The Imperial Palaces
Yuanmingyuan Palace is not the only imperial resort in China. Beijing is home to several imperial palaces.
The Forbidden City
The most famous imperial resort is of course the Forbidden City or ancient palace (故宫), located in the centre of Beijing. Twenty-four Emperors resided there from 1420 to 1911. However the first imperial palace had already been built in Beijing under the Jin dynasty (1115-1234), and a second one under the Yuan (1271-1368).
Construction of the current palaces began in 1406, under Emperor Yongle (永子 帝) of the Ming dynasty. He moved the imperial capital from Nanjing Empire to Beiping, which then took its current name, Beijing (capital of the north).
The Forbidden City covers 72 hectares, has 980 buildings, but unlike the Yuanmingyuan palaces where the Qing Emperors resided, the Forbidden City primarily served an official function where rites were performed.
The Summer Palace
Another imperial palace is the New Summer Palace located near Beijing and close to Yuanmingyuan. The origins of the Summer Palace or Palace of Preserved Harmony (颐和园) are ancient. As early as the Jin dynasty (1115-1234), the site was designed to accommodate water reservoirs for the city of Beijing. Gradually, several buildings and palaces were erected there.

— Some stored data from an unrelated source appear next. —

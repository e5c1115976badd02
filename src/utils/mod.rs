// file: src/utils/mod.rs
// description: utility functions module exports
// reference: internal module structure

pub mod logging;
pub mod telemetry;
pub mod validation;

pub use telemetry::{HealthCheck, HealthReport, HealthStatus, OperationTimer};
pub use validation::Validator;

From 1749 to 1764, under Emperor Qianliong, new artificial lakes were built, as well as gardens including the Gardens of Clear Ripples (清 漪 園) from 1749 to 1764, modelled on the West Lake of Hangzhou. The Summer Palace was also looted by Franco-English troops in 1860, but in 1886, Empress Cixi (慈禧) undertook to renovate it. It was looted a second time during the Boxer Rebellion and the Eight-Nation Alliance occupation of Beijing. However, it was quickly restored, and in 1914 the park was opened to the public.
Chengde Moutain Resort
During the same period as the Yuanmingyuan palaces, Chengde Mountain Resort (承德 避暑 山庄) was built about 200 km from Beijing. It was one of the summer resorts of Emperors Kangxi, Qianlong and Jiaqing who stayed in Chengde to escape the Beijing heat. Chengde Palace is also home to many gardens, and palaces of Mongolian, Tibetan and Manchurian inspiration.
During the sack of Yuanmingyuan, the Emperor took refuge at his resort in Chengde to escape from the Anglo-French troops.
These palaces are all listed as World Heritage Sites by UNESCO.